Section 2. At the adoption of these By-Laws and until a
resolution is adopted by the shareholders otherwise providing, the
number of directors shall be six. A majority of the directors then
holding office shall constitute a quorum.
Section 3. Each director shall be elected for a term of one
year, and shall hold office for that term and until his successor
is elected and qualifies. If a vacancy in the Board occurs by
reason of death, resignation, or otherwise, the vacancy may be
filled for the unexpired portion of the term in which it occurs by
a majority vote of the remaining directors.

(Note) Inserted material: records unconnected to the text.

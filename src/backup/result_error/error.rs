use crate::backup::result_error::{WithDebugObjectAndFnName, WithFnName, WithMsg};
use itertools::Itertools;
use std::fmt::Debug;
use std::path::PathBuf;
use thiserror::Error;

#[derive(Error, Debug)]
pub enum Error {
    #[error(transparent)]
    Io(#[from] std::io::Error),
    #[error(transparent)]
    Rusqlite(#[from] rusqlite::Error),
    #[error(transparent)]
    ValidationError(#[from] validator::ValidationErrors),
    #[error(transparent)]
    SerdeYml(#[from] serde_yml::Error),
    #[error(transparent)]
    WalkDir(#[from] walkdir::Error),
    #[error(transparent)]
    Regex(#[from] regex::Error),
    #[error("Invalid configuration: {0}")]
    ConfigInvalid(String),
    #[error("Database {0:?} does not exist or is not a file")]
    DatabaseUnavailable(PathBuf),
    #[error("NOT enough free space for backup: need more than {needed} bytes, {free} bytes free")]
    InsufficientDiskSpace { needed: u64, free: u64 },
    #[error("Copy is missing: {0:?}")]
    WorkingCopyMissing(PathBuf),
    #[error("Backup {path:?} is too small: {backup_size} bytes for a {db_size} bytes database")]
    BackupTooSmall {
        path: PathBuf,
        backup_size: u64,
        db_size: u64,
    },
    #[error("Backup is missing: {0:?}")]
    BackupMissing(PathBuf),
    #[error("Archiver {0:?} is missing, archiving is not possible")]
    ArchiverUnavailable(PathBuf),
    #[error("Archive {0:?} was not created")]
    ArchiveMissing(PathBuf),
    #[error("Path {0:?} is not valid UTF-8")]
    NonUtf8Path(PathBuf),
    #[error("{}:\n{}", msg, indent::indent_all_with("  ", error.to_string()))]
    WithMsg { msg: String, error: Box<Error> },
    #[error("{:?} {} failed:\n{}", obj_debug, fn_name, indent::indent_all_with("  ", error.to_string()))]
    WithDebugObjAndFnName {
        error: Box<Error>,
        obj_debug: Box<dyn Debug + Send>,
        fn_name: String,
    },
    #[error("{} failed:\n{}", fn_name, indent::indent_all_with("  ", error.to_string()))]
    WithFnName { error: Box<Error>, fn_name: String },
    #[error("{}", itertools::join(.0, "\n\n"))]
    LotsOfError(Vec<Error>),
}

impl<S: Into<String>, O: Debug + Send + 'static> WithDebugObjectAndFnName<S, O> for Error {
    fn with_debug_object_and_fn_name(self, obj: O, fn_name: S) -> Self {
        Error::WithDebugObjAndFnName {
            error: Box::new(self),
            obj_debug: Box::new(obj),
            fn_name: fn_name.into(),
        }
    }
}

impl<S: Into<String>> WithMsg<S> for Error {
    fn with_msg(self, msg: S) -> Self {
        Self::WithMsg {
            msg: msg.into(),
            error: Box::new(self),
        }
    }
}

impl<S: Into<String>> WithFnName<S> for Error {
    fn with_fn_name(self, fn_name: S) -> Self {
        Self::WithFnName {
            error: Box::new(self),
            fn_name: fn_name.into(),
        }
    }
}

impl From<Vec<Error>> for Error {
    fn from(errors: Vec<Error>) -> Self {
        if errors.is_empty() {
            panic!("Should not create lots of errors when error is empty")
        }
        Self::LotsOfError(errors.into_iter().flat_map(|e| e.into_iter()).collect_vec())
    }
}

impl Error {
    pub fn into_iter(self) -> Box<dyn Iterator<Item = Error>> {
        match self {
            Error::LotsOfError(v) => Box::new(v.into_iter().flat_map(|e| e.into_iter())),
            e => Box::new(std::iter::once(e)),
        }
    }

    pub fn chain(self, other: Error) -> Error {
        Error::LotsOfError(self.into_iter().chain(other.into_iter()).collect_vec())
    }

    /// Strips context wrappers and returns the error that actually happened.
    pub fn root(&self) -> &Error {
        match self {
            Error::WithMsg { error, .. }
            | Error::WithDebugObjAndFnName { error, .. }
            | Error::WithFnName { error, .. } => error.root(),
            e => e,
        }
    }
}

Section 4. The Board of Directors may meet regularly at such
time and place as it shall fix by resolution and no notice of
regular meetings shall be required. Special meetings of the Board
of Directors may be called by the President or any two directors
by giving at least three days' notice to each of the other
directors by mail, telephone, telegraph, or in person, provided
that such notice may be waived either before, at, or after a
meeting by any director by a signed waiver in writing.
Section 5. Any action which might have been taken at a
meeting of the Board of Directors may be taken without a meeting
if done in writing, signed by all of the directors, and any such
action shall be as valid and effective in all respects as if taken
by the Board at a regular meeting.
Section 6. The Board of Directors shall fix and change as it
may from time to time determine by a majority vote, the
compensation to be paid the officers of the corporation and, if
deemed appropriate, the members of the Board of Directors.
Section 7. Subject to the provisions of applicable laws and
the Articles of Incorporation, the Board of Directors shall have
full power to determine whether any, and if any, what part of any,
funds legally available for the payment of dividends shall be
declared in dividends and paid to the shareholders; the division
of the whole or any part of such funds of this corporation shall
rest wholly within the discretion of the Board of Directors, and
it shall not be required at any time, against such discretion, to
divide or pay any part of such funds among or to the stockholders
as dividends or otherwise.
Section 8. Except as otherwise provided in Article III of
these By-Laws, the Board of Directors may, in its discretion, by
the affirmative vote of a majority of the directors, appoint
committees which shall have and may exercise such powers as shall
be conferred or authorized by the resolutions appointing them. A
majority of any such committee, if the committee be composed of
more than two members, may determine its action and fix the time
and place of its meetings, unless the Board of Directors shall
otherwise provide. The Board of Directors shall have power at any
time to fill vacancies In, to change the membership of, or to
discharge any such committee.
ARTICLE III.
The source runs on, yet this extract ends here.